SBV Curated Content | A Weekly Update of Enlightening & Intriguing Information | January 26, 2022
Businesses, Stock Markets & the Economy
Reframing Volatility (Michael Batnick)
“When markets get volatile, we often hear people say, “ignore the noise.” But telling people to ignore the noise is telling people not to be people. It’s not practical advice. It’s important to contextualize short-term losses, but we can do better than this.
Morgan Housel spoke about this idea, helping to reframe how we think about bear markets and recessions. If you view volatility as a fee for admission to long-term returns instead of a fine for doing something wrong, you have a better chance of riding it out when the going gets tough.

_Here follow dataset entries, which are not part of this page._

// Copyright (c) 2024-2025 R3BL LLC. Licensed under Apache License, Version 2.0.

// Attach sources.
pub mod json_serde;
pub mod line_protocol;
pub mod protocol_types;

// Re-export.
pub use line_protocol::*;
pub use protocol_types::*;
// Copyright (c) 2024-2025 R3BL LLC. Licensed under Apache License, Version 2.0.

// Skip rustfmt for rest of file.
// https://stackoverflow.com/a/75910283/2085356
#![cfg_attr(rustfmt, rustfmt_skip)]

//! # r3bl_line_editor
//!
//! A single line editor for a terminal front-end that talks to a remote peer. The user
//! types at a prompt; each committed line is sent to the peer as a JSON message, and
//! whatever the peer sends back is printed above the input line.
//!
//! # Features
//!
//! - A fixed prompt that can't be deleted or moved into.
//! - Char and word motion (`Alt+Left`, `Alt+Right`) and word deletion (`Ctrl+W`,
//!   `Ctrl+Delete`).
//! - In-memory history recall with `Up` and `Down`, optionally capped.
//! - Clipboard copy (`Ctrl+C` / `Cmd+C` with a selection) and paste (`Ctrl+V` /
//!   `Cmd+V`), plus bracketed paste from the terminal. `Cmd+Shift+Left` or
//!   `Cmd+Shift+Right` selects the whole line.
//! - Rendering by deltas: typing or erasing at the end of the line echoes, everything
//!   else rewrites the line. A failed write is healed with a full rewrite on the next
//!   paint.
//! - Newline delimited JSON to the peer: `{"type":"user","text":"..."}` out,
//!   `{"text":"..."}` in.
//!
//! # Architecture
//!
//! ```text
//! crossterm EventStream ──► run_event_loop ──► LineEditor ──► EditorState::apply
//!        clipboard outcomes ──┘     ▲              │  │            │
//!        inbound messages ──────────┘              │  │            ▼
//!                                                  │  │       Reaction { RenderOps, EditorEffect }
//!                                   DisplaySurface ◄┘  └► Transport / ClipboardService
//! ```
//!
//! - [`editor_impl`] is the pure core. It does no I/O and is tested without any mocks.
//! - [`public_api`] holds the seams ([`DisplaySurface`], [`Transport`],
//!   [`ClipboardService`]) and the [`LineEditor`] that drives them.
//! - [`network_io`] is the wire format.
//! - [`test_fixtures`] has in-memory versions of every seam.
//!
//! # Example
//!
//! ```no_run
//! use r3bl_line_editor::*;
//!
//! # async fn run() -> miette::Result<()> {
//! let (transport, inbound_receiver) =
//!     ChannelTransport::try_connect("127.0.0.1:3000", CONNECT_TIMEOUT).await?;
//! let display = TerminalDisplay::try_new().map_err(EditorError::from)?;
//! let (mut editor, clipboard_receiver) = LineEditor::new(
//!     EditorConfig::default(),
//!     Box::new(display),
//!     Box::new(transport),
//!     new_safe_clipboard(SystemClipboard),
//! );
//! editor.render_prompt();
//!
//! let input_stream: PinnedInputStream<CrosstermEventResult> =
//!     Box::pin(crossterm::event::EventStream::new());
//! let exit = run_event_loop(&mut editor, input_stream, clipboard_receiver, inbound_receiver)
//!     .await?;
//! # let _ = exit;
//! # Ok(())
//! # }
//! ```

// https://github.com/rust-lang/rust-clippy
// https://rust-lang.github.io/rust-clippy/master/index.html
#![warn(rust_2018_idioms)]
// Enforce strict error handling in production code, but allow unwrap in tests.
#![cfg_attr(not(test), deny(clippy::unwrap_in_result))]

// Attach sources.
pub mod clap_config;
pub mod decl_macros;
pub mod editor_impl;
pub mod network_io;
pub mod public_api;
pub mod test_fixtures;
pub mod tracing_logging;

// Re-export.
pub use clap_config::*;
pub use editor_impl::*;
pub use network_io::*;
pub use public_api::*;
pub use test_fixtures::*;
pub use tracing_logging::*;

use crossterm::event::Event;
use futures_core::Stream;
use std::{io::Error, pin::Pin};

/// The prompt used when none is configured.
pub const DEFAULT_PROMPT: &str = "[]> ";

/// Disambiguate the type of `StdMutex` from stdlib and tokio to avoid conflicts.
pub type StdMutex<T> = std::sync::Mutex<T>;

/// Type alias for a `Send`-able output device (raw terminal, [`StdoutMock`], etc).
pub type SendRawTerminal = dyn std::io::Write + Send;

/// Type alias for crossterm streaming (input) event result.
pub type CrosstermEventResult = Result<Event, Error>;

/// Type alias for a pinned stream that is async safe. `T` is usually
/// [`CrosstermEventResult`].
pub type PinnedInputStream<T> = Pin<Box<dyn Stream<Item = T>>>;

It seems premature to roll out a “don’t panic” spiel, given that the S&P 500 is a whopping 8.3% off its all-time high*, but I hope this post can help people see the big picture if it gets worse before it gets better.”
“Stocks appear less volatile the less you look at them.”
“If you can help it, stay away from checking your portfolio when you’re losing money. Stocks won’t stop going down just because you’re looking at them, and the more you see your money evaporate, the more likely you are to do something to make it stop. But an investor’s job is not to avoid the pain but to endure it”.
“The S&P 500 has compounded at 10.5% per year since 1926. To have gotten anything close to that, you had to be willing to pay the volatility tax. No pain, no gain.”
“It’s no fun when stocks are going down. But if you understand, not just intellectually, but in every fiber of your portfolio, that this is part of the deal, then you’ll be well-positioned for when they start to go back up. I don’t know if that’s tomorrow or next year, but I know that in the meantime you have two choices: try and avoid it or accept the fee. Choose wisely.”
How Often Should You Expect a Stock Market Correction? (Ben Carlson)
“The only reason you get high returns over the long run is because you occasionally experience losses in the short run. This is a feature, not a bug.
The average drawdown from peak-to-trough in a given year in the U.S. stock market going back to 1928 is -16.3%. And you can see two-thirds of the time there has been a double-digit correction at some point during the year:”
“Over this 72-year period, based on my calculations, there have been 36 double-digit corrections, 10 bear markets and 6 crashes.
This means, on average, the S&P 500 has experienced:
- a correction once every 2 years (10%+)
- a bear market once every 7 years (20%+)1
- a crash once every 6 years (30%+)
1A bear market is technically defined as a loss of 20% or more. It’s kind of crazy how there have been 5 separate instances where the S&P fell 19% and change but never actually closed down 20%. Horseshoes and hand grenades I suppose.a crash once every 12 years (30%+)”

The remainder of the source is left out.